The 32-year-old American citizen was arrested at the end of March 2023 during a reporting trip and has spent more than a year behind bars. Last month, his arrest was extended until June 30 after he and his lawyers later appealed. The appeal was heard and rejected by an appeals court in Moscow on Tuesday.
In court on Tuesday, Gerhskovich, wearing a white T-shirt and an open plaid shirt, looked relaxed, at times laughing and chatting with members of his legal team.
His arrest in the city of Yekaterinburg roiled journalists in Russia, where authorities have not detailed what evidence, if any, they have to support the spying allegations.
Gershkovich and his employer have denied the allegations and the US government has said he was wrongfully detained.
Analysts have suggested that Moscow could use captured Americans as a bargaining chip as US-Russian tensions flare over the Kremlin’s military operation in Ukraine. At least two US citizens arrested in Russia in recent years – including WNBA star Brittney Griner – have been exchanged for Russians imprisoned in the US
In December, the U.S. State Department said it had made a major offer to secure the release of Gershkovich and Paul Whelan, another American jailed in Russia on espionage charges, but which the department said Russia had rejected.

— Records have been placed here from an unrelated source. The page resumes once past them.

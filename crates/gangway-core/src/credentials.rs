//! Login credentials type.

use std::fmt;

/// Email/password credentials for backend authentication.
///
/// # Security
///
/// The password is never exposed in Debug output to prevent accidental
/// logging.
///
/// # Example
///
/// ```
/// use gangway_core::Credentials;
///
/// let creds = Credentials::new("jane@example.com", "hunter2");
/// assert_eq!(creds.email(), "jane@example.com");
/// ```
pub struct Credentials {
    email: String,
    password: String,
}

impl Credentials {
    /// Create new credentials.
    pub fn new(email: impl Into<String>, password: impl Into<String>) -> Self {
        Self {
            email: email.into(),
            password: password.into(),
        }
    }

    /// Returns the email address.
    pub fn email(&self) -> &str {
        &self.email
    }

    /// Returns the password.
    ///
    /// # Security
    ///
    /// Use this only when constructing authentication requests.
    /// Never log or display this value.
    pub fn password(&self) -> &str {
        &self.password
    }
}

// Intentionally hide the password in Debug output
impl fmt::Debug for Credentials {
    fn fmt(&self, f: &mut fmt::Formatter<'_>) -> fmt::Result {
        f.debug_struct("Credentials")
            .field("email", &self.email)
            .field("password", &"[REDACTED]")
            .finish()
    }
}

impl Clone for Credentials {
    fn clone(&self) -> Self {
        Self {
            email: self.email.clone(),
            password: self.password.clone(),
        }
    }
}

#[cfg(test)]
mod tests {
    use super::*;

    #[test]
    fn credentials_hide_password_in_debug() {
        let creds = Credentials::new("jane@example.com", "secret123");
        let debug = format!("{:?}", creds);
        assert!(debug.contains("jane@example.com"));
        assert!(!debug.contains("secret123"));
        assert!(debug.contains("[REDACTED]"));
    }
}
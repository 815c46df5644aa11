//! Identity snapshot type.

use serde::{Deserialize, Serialize};
use serde_json::{Map, Value};

use crate::error::{Error, InvalidInputError};

/// The serialized representation of the currently logged-in user.
///
/// Built from the backend's account object: `$id` becomes `id`, `name`
/// becomes `fullName`, and every other account field passes through in
/// `extra` untouched.
#[derive(Debug, Clone, PartialEq, Serialize, Deserialize)]
pub struct Identity {
    pub id: String,

    #[serde(rename = "fullName", skip_serializing_if = "Option::is_none")]
    pub full_name: Option<String>,

    #[serde(flatten)]
    pub extra: Map<String, Value>,
}

impl Identity {
    /// Build an identity from a backend account object.
    ///
    /// # Errors
    ///
    /// Returns an error if the account is not a JSON object or has no id.
    pub fn from_account(account: Value) -> Result<Self, Error> {
        let Value::Object(mut extra) = account else {
            return Err(InvalidInputError::Document {
                reason: "expected an account object".to_string(),
            }
            .into());
        };

        let id = match extra.remove("$id") {
            Some(Value::String(s)) => s,
            Some(other) => other.to_string(),
            None => {
                return Err(InvalidInputError::Document {
                    reason: "account has no $id field".to_string(),
                }
                .into());
            }
        };

        let full_name = match extra.remove("name") {
            Some(Value::String(s)) => Some(s),
            _ => None,
        };

        Ok(Self {
            id,
            full_name,
            extra,
        })
    }
}
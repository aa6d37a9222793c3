#[derive(Debug, thiserror::Error)]
pub enum CoreError {
    #[error(transparent)]
    Lcd(#[from] LcdError),

    #[error("missing field `{field}` in LCD response")]
    MissingField { field: String },

    #[error("field `{field}` in LCD response is not a {expected}")]
    UnexpectedFieldType {
        field: String,
        expected: &'static str,
    },

    #[error("invalid configuration: {0}")]
    InvalidConfig(String),
}

impl CoreError {
    /// HTTP status and request URL of a call the LCD answered with a
    /// non-2xx status.
    pub fn failed_request(&self) -> Option<(u16, &str)> {
        match self {
            Self::Lcd(LcdError::Status { status, url, .. }) => Some((*status, url.as_str())),
            _ => None,
        }
    }
}

#[derive(Debug, thiserror::Error)]
pub enum LcdError {
    #[error("failed to build HTTP client: {0}")]
    Client(#[source] reqwest::Error),

    #[error("request to {url} failed")]
    Transport {
        url: String,
        #[source]
        source: reqwest::Error,
    },

    #[error(
        "LCD returned HTTP {status} for {url}: {}",
        .message.as_deref().unwrap_or("no error message")
    )]
    Status {
        status: u16,
        url: String,
        message: Option<String>,
    },

    #[error("invalid response from {url}: {message}")]
    InvalidResponse { url: String, message: String },

    #[error("cannot build request URL for path `{path}`: {message}")]
    InvalidUrl { path: String, message: String },
}
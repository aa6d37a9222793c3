//! The built-in transaction the demo broadcasts.
//!
//! It is a well-formed `cosmos-sdk/MsgSend` carrying a signature that does
//! not match its sign bytes, so a node rejects it during verification. That
//! exercises the broadcast path end to end without moving funds.

use lcdscope_core::types::{Msg, PubKey, StdFee, StdSignature, StdTx};

const FROM_ADDRESS: &str = "cosmos1utdqpj4j6aa7nzry563ukngt57szrp95q9eptk";
const TO_ADDRESS: &str = "cosmos18wenchx2je3shlynjf82zjrwuaq6lsqj8m502l";

pub fn invalid_send_tx() -> StdTx {
    StdTx {
        msg: vec![Msg {
            kind: "cosmos-sdk/MsgSend".to_owned(),
            value: serde_json::json!({
                "from_address": FROM_ADDRESS,
                "to_address": TO_ADDRESS,
                "amount": [{ "denom": "stake", "amount": "1" }],
            }),
        }],
        fee: StdFee {
            amount: Vec::new(),
            gas: "200000".to_owned(),
        },
        signatures: vec![StdSignature {
            pub_key: PubKey {
                kind: "tendermint/PubKeySecp256k1".to_owned(),
                value: "Aoyj0D0RFGyh32dO04VRefAX8nOVwJRftSWD0PhcHtg0".to_owned(),
            },
            signature: "v0T2iaFQb8VoOLwPml/3+4aiA+M0LS+FbKa1XNjJLo8m4zmsUHqXrvptGfH7yyD5YkeQRPTtULnRxQ9vMlvAWQ=="
                .to_owned(),
        }],
        memo: "invalid sample".to_owned(),
    }
}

Officials did not describe the offer, although Russia would seek the release of Vadim Krasikov, who was given a life sentence in Germany in 2021 for the murder in Berlin of Zelimkhan “Tornike” Khangoshvili, a 40-year-old Georgian. citizen of Chechen descent who had fought against Russian forces in Chechnya and later sought asylum in Germany.
President Vladimir Putin, asked this year about Gershkovich’s release, appeared to refer to Krasikov by pointing to a man jailed by a US ally for “liquidating a bandit” who allegedly killed Russian soldiers during separatist fighting in Chechnya.
Other than this hint, Russian officials have remained mum on the talks. Kremlin spokesman Dmitry Peskov repeatedly said that while “certain contacts” on barter transactions continue, “they must be carried out in absolute silence.”
Gershkovich is the first American reporter arrested in Russia on espionage charges since September 1986, when Nicholas Daniloff, a Moscow correspondent for US News and World Report, was arrested by the KGB.
Daniloff was released without charge twenty days later in exchange for an employee of the Soviet Union’s UN mission who was arrested by the FBI, also on espionage charges.